Making the Work Available
Is "making the work available" a violation under the Copyright Act? Technically, no. But the Court did not need to dismiss this portion of the claim on pleading grounds, as there is still liability under the vicarious liability theories:
Although the Court agrees that the Act does not confer a “making available” copyright under § 106, the Court does not agree that relief is warranted under Rule 12(b)(6). Notably, the act of making a copyrighted work available for the use of a direct infringer is relevant to the Record Companies' indirect infringement claims against Amway.See Atlantic Recording Corp. v. Howell, 554 F.Supp.2d 976, 983 (D. Az. 2008); Capitol Records, Inc. v. Thomas, 579 F. Supp. 2d 1210, 1225 (D. Minn. 2008) (stating that although dissemination needs to be proven to meet the distribution standard in the act, the proof need not be direct and can come from circumstantial evidence). Thus, the Motion is due to be denied with respect to Amway's “making available” argument. See Warner Bros. Records, Inc. v. Payne, 2006 WL 2844415, *2 (W.D. Tx. 2006) (declining, at the pleading stage, to reject “making available” theory a possible ground for imposing liability).
Public Performance Under Florida Common Law
Like the "making available" issue above, the Court noted that Florida common law did not recognize a cause of action for public performance right with respect to a sound recording, but determined it was not necessary to dismiss such claim on the pleadings.
Unidentified Parties - Does 1-20
The Accused Infringers last sought dismissal of the 20 parties identified only as Does 1-20. The Court did not find this necessary:
In a footnote, the Amway Interests argue that the Court should dismiss Does 1 through 20 because fictitious party pleading is disallowed in federal courts. (See Doc. 113, p. 1 n.1.) Federal Rule of Civil Procedure 10(a) requires that the title of a complaint include the names of “all the parties,” and the U.S. Court of Appeals for the Eleventh Circuit discourages fictitious party pleading as a practice that is contrary to the public's right in open judicial proceedings.See Roe v. Aware Woman Center for Choice, Inc., 253 F.3d 678, 684–85 (11th Cir. 2001). Nonetheless, reference to a fictitious party may be permitted if it is mere “surplusage” (see Richardson v. Johnson, 598 F.3d 734, 738 (11th Cir. 2010)), or the fictitious party will be identified through discovery (see Tracfone Wireless, Inc. v. Access Telecom, Inc., 642 F. Supp. 2d 1354 (S.D. Fla. 2009)).

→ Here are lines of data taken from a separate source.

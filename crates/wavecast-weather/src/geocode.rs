//! Forward geocoding: place name to candidate coordinates.
//! Uses the Open-Meteo geocoding API - free, no API key required.

use std::future::Future;
use std::time::Duration;

use reqwest::Client;
use serde::Deserialize;
use tracing::instrument;
use url::Url;

use crate::location::{locate_with_timeout, DeviceLocator};
use crate::retry::{with_retry, HttpOptions, RetryPolicy};
use crate::types::{LocationCandidate, WeatherError};

/// Open-Meteo returns at most this many matches
const MAX_RESULTS: u32 = 100;
const DEFAULT_LOCATE_TIMEOUT_SECS: u64 = 10;
const DEVICE_LOCATION_NAME: &str = "Current location";

#[derive(Debug, Deserialize)]
struct GeocodeResponse {
    results: Option<Vec<LocationCandidate>>,
}

/// Resolves places to coordinates.
pub trait Geocoder: Send + Sync {
    /// Candidates for a free-text query, best match first.
    /// Zero matches is [`WeatherError::GeocodeNotFound`], never an empty list.
    fn search_by_name(
        &self,
        query: &str,
        limit: u32,
    ) -> impl Future<Output = Result<Vec<LocationCandidate>, WeatherError>> + Send;

    /// The device position as a candidate. No network call.
    fn from_device_location(
        &self,
    ) -> impl Future<Output = Result<LocationCandidate, WeatherError>> + Send;
}

#[derive(Debug, Clone)]
pub struct GeocodeClient<L> {
    client: Client,
    endpoint: Url,
    retry: RetryPolicy,
    locator: L,
    locate_timeout: Duration,
}

impl<L: DeviceLocator> GeocodeClient<L> {
    pub fn new(endpoint: &str, options: &HttpOptions, locator: L) -> Result<Self, WeatherError> {
        let endpoint = Url::parse(endpoint)
            .map_err(|e| WeatherError::InvalidEndpoint(format!("{}: {}", endpoint, e)))?;

        Ok(Self {
            client: options.build_client()?,
            endpoint,
            retry: options.retry.clone(),
            locator,
            locate_timeout: Duration::from_secs(DEFAULT_LOCATE_TIMEOUT_SECS),
        })
    }

    pub fn with_locate_timeout(mut self, timeout: Duration) -> Self {
        self.locate_timeout = timeout;
        self
    }

    fn search_url(&self, query: &str, limit: u32) -> Url {
        let mut url = self.endpoint.clone();
        url.query_pairs_mut()
            .append_pair("name", query)
            .append_pair("count", &limit.clamp(1, MAX_RESULTS).to_string())
            .append_pair("language", "en")
            .append_pair("format", "json");
        url
    }

    #[instrument(skip(self), level = "info")]
    pub async fn search_by_name(
        &self,
        query: &str,
        limit: u32,
    ) -> Result<Vec<LocationCandidate>, WeatherError> {
        let query = query.trim();
        if query.is_empty() {
            return Err(WeatherError::GeocodeNotFound(String::new()));
        }

        let url = self.search_url(query, limit);
        let response = with_retry(&self.retry, || self.client.get(url.clone()).send()).await?;

        let status = response.status();
        if !status.is_success() {
            return Err(WeatherError::Http {
                status: status.as_u16(),
                endpoint: self.endpoint.to_string(),
            });
        }

        let body: GeocodeResponse = response
            .json()
            .await
            .map_err(WeatherError::from_body_error)?;

        let candidates = body.results.unwrap_or_default();
        if candidates.is_empty() {
            tracing::debug!("No geocoding results for {:?}", query);
            return Err(WeatherError::GeocodeNotFound(query.to_string()));
        }

        tracing::debug!("Geocoded {:?} to {} candidates", query, candidates.len());
        Ok(candidates)
    }

    pub async fn from_device_location(&self) -> Result<LocationCandidate, WeatherError> {
        let location = locate_with_timeout(&self.locator, self.locate_timeout).await?;
        tracing::info!(
            "Got device location: {}, {}",
            location.latitude,
            location.longitude
        );

        Ok(LocationCandidate {
            name: DEVICE_LOCATION_NAME.to_string(),
            admin1: None,
            country: None,
            latitude: location.latitude,
            longitude: location.longitude,
        })
    }
}

impl<L: DeviceLocator> Geocoder for GeocodeClient<L> {
    async fn search_by_name(
        &self,
        query: &str,
        limit: u32,
    ) -> Result<Vec<LocationCandidate>, WeatherError> {
        GeocodeClient::search_by_name(self, query, limit).await
    }

    async fn from_device_location(&self) -> Result<LocationCandidate, WeatherError> {
        GeocodeClient::from_device_location(self).await
    }
}
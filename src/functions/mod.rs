use crate::errors::{ConfigError, ConstructError};
use crate::evaluator::Evaluator;
use crate::expression::{parse_expression, Argument, Expression};
use std::collections::HashMap;
use std::sync::Arc;
use tracing::debug;

pub mod convert;
pub mod field;
pub mod raw;

pub use convert::{Convert, ConversionEvaluator};
pub use field::FieldValueEvaluator;
pub use raw::{Raw, RawValueEvaluator};

/// Builds an evaluator for one registered function name.
///
/// Implementations validate the call's arity and argument shapes and use
/// `registry` to construct any child evaluators they need.
pub trait EvaluatorConstructor: Send + Sync {
    fn construct(
        &self,
        expression: &Expression,
        registry: &Registry,
    ) -> Result<Box<dyn Evaluator>, ConstructError>;
}

impl<F> EvaluatorConstructor for F
where
    F: Fn(&Expression, &Registry) -> Result<Box<dyn Evaluator>, ConstructError> + Send + Sync,
{
    fn construct(
        &self,
        expression: &Expression,
        registry: &Registry,
    ) -> Result<Box<dyn Evaluator>, ConstructError> {
        self(expression, registry)
    }
}

/// Thread-safe function registry. Populate at startup, then share clones.
#[derive(Clone, Default)]
pub struct Registry {
    inner: Arc<HashMap<String, Arc<dyn EvaluatorConstructor>>>,
}

impl Registry {
    pub fn new() -> Self {
        Self::default()
    }

    pub fn with_builtins() -> Self {
        let mut map: HashMap<String, Arc<dyn EvaluatorConstructor>> = HashMap::new();
        map.insert("convert".to_string(), Arc::new(Convert));
        map.insert("raw".to_string(), Arc::new(Raw));
        Self { inner: Arc::new(map) }
    }

    pub fn register<C: EvaluatorConstructor + 'static>(
        &mut self,
        name: impl Into<String>,
        constructor: C,
    ) -> Result<(), ConfigError> {
        let name = name.into();
        if self.inner.contains_key(&name) {
            return Err(ConfigError::DuplicateFunction(name));
        }
        debug!(function = %name, "registering evaluator constructor");
        Arc::make_mut(&mut self.inner).insert(name, Arc::new(constructor));
        Ok(())
    }

    pub fn with_function<C: EvaluatorConstructor + 'static>(
        mut self,
        name: impl Into<String>,
        constructor: C,
    ) -> Result<Self, ConfigError> {
        self.register(name, constructor)?;
        Ok(self)
    }

    pub fn contains(&self, name: &str) -> bool {
        self.inner.contains_key(name)
    }

    pub fn names(&self) -> Vec<&str> {
        let mut names: Vec<&str> = self.inner.keys().map(String::as_str).collect();
        names.sort_unstable();
        names
    }

    /// Parse `text` and build the evaluator tree it describes.
    pub fn construct_evaluator(&self, text: &str) -> Result<Box<dyn Evaluator>, ConstructError> {
        let expression = parse_expression(text)?;
        self.construct(&expression)
    }

    pub fn construct(&self, expression: &Expression) -> Result<Box<dyn Evaluator>, ConstructError> {
        let constructor = self.inner.get(&expression.name).ok_or_else(|| {
            ConstructError::UnknownFunction {
                name: expression.name.clone(),
                expression: expression.to_string(),
            }
        })?;
        debug!(%expression, "constructing evaluator");
        constructor.construct(expression, self)
    }

    /// Child evaluator for the argument at `index`: literals pass through
    /// unevaluated, bare identifiers read tuple fields, nested calls recurse.
    pub fn construct_argument(
        &self,
        expression: &Expression,
        index: usize,
    ) -> Result<Box<dyn Evaluator>, ConstructError> {
        match expression.arguments.get(index) {
            Some(Argument::Literal(value)) => Ok(Box::new(RawValueEvaluator::new(value.clone()))),
            Some(Argument::Field(name)) => Ok(Box::new(FieldValueEvaluator::new(name.clone()))),
            Some(Argument::Nested(inner)) => {
                self.construct(inner).map_err(|e| ConstructError::Argument {
                    expression: expression.to_string(),
                    index,
                    source: Box::new(e),
                })
            }
            None => Err(ConstructError::Malformed {
                expression: expression.to_string(),
                reason: format!("missing argument {index}"),
            }),
        }
    }
}

/// Fails with [`ConstructError::Arity`] unless `expression` has exactly `expected` arguments.
pub fn expect_arity(expression: &Expression, expected: usize) -> Result<(), ConstructError> {
    if expression.arity() != expected {
        return Err(ConstructError::Arity {
            expression: expression.to_string(),
            expected,
            found: expression.arity(),
        });
    }
    Ok(())
}

#[cfg(test)]
mod tests {
    use super::*;
    use crate::context::Context;
    use crate::tuple::Tuple;
    use pretty_assertions::assert_eq;
    use serde_json::json;

    #[test]
    fn builtins_are_registered() {
        let r = Registry::with_builtins();
        assert_eq!(r.names(), vec!["convert", "raw"]);
        assert!(r.contains("convert"));
        assert!(!r.contains("year"));
    }

    #[test]
    fn duplicate_registration_is_a_config_error() {
        let mut r = Registry::with_builtins();
        let err = r.register("raw", Raw).unwrap_err();
        assert_eq!(err, ConfigError::DuplicateFunction("raw".into()));
    }

    #[test]
    fn register_does_not_affect_existing_clones() {
        let base = Registry::new();
        let extended = base.clone().with_function("raw", Raw).unwrap();
        assert!(!base.contains("raw"));
        assert!(extended.contains("raw"));
    }

    #[test]
    fn unknown_function_fails_at_construction() {
        let err = Registry::with_builtins().construct_evaluator("year(date)").unwrap_err();
        assert!(matches!(err, ConstructError::UnknownFunction { ref name, .. } if name == "year"));
    }

    #[test]
    fn nested_unknown_function_is_wrapped_with_position() {
        let err = Registry::with_builtins()
            .construct_evaluator("convert(inches, meters, year(date))")
            .unwrap_err();
        match &err {
            ConstructError::Argument { expression, index, .. } => {
                assert_eq!(expression, "convert(inches, meters, year(date))");
                assert_eq!(*index, 2);
            }
            other => panic!("unexpected error {other:?}"),
        }
        assert!(matches!(err.root_cause(), ConstructError::UnknownFunction { .. }));
    }

    #[test]
    fn parse_errors_surface_as_construct_errors() {
        let err = Registry::with_builtins().construct_evaluator("convert(inches").unwrap_err();
        assert!(matches!(err, ConstructError::Parse(_)));
    }

    #[test]
    fn closures_can_be_registered() {
        let registry = Registry::new()
            .with_function("first", |e: &Expression, r: &Registry| -> Result<Box<dyn Evaluator>, ConstructError> {
                expect_arity(e, 1)?;
                r.construct_argument(e, 0)
            })
            .unwrap();
        let mut ev = registry.construct_evaluator("first(size)").unwrap();
        ev.set_context(Arc::new(Context::new()));
        let out = ev.evaluate(&Tuple::new().with("size", 4)).unwrap();
        assert_eq!(out, json!(4));
    }

    #[test]
    fn expect_arity_reports_counts() {
        let e = Expression::new("f", vec![]);
        let err = expect_arity(&e, 2).unwrap_err();
        assert_eq!(err.to_string(), "Invalid expression f() - expecting 2 values but found 0");
    }
}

Here, the Does 1 through 20 are effectively identified for pleading purposes based on the Record Companies' identification in Tables 1 through 4 of specific creators and uploaders of the Accused Videos. Identification of the Doe Defendants is further discerned based on the IBOs named as Defendants in the 2045, 1511, and 776 Actions. Thus, under the unique circumstances presented here, the Court does not find it necessary to strike Does 1 through 20 under Rule 12(f) or to dismiss any claims based on Rule 10(a). SeeWeiland v. Palm Beach County Sheriff's Office, 792 F.3d 1313, 1318, n.4 (11th Cir. 2015) (noting that the court had simply ignored the improperly named fictitious parties).
Motion to dismiss counterclaims, denied.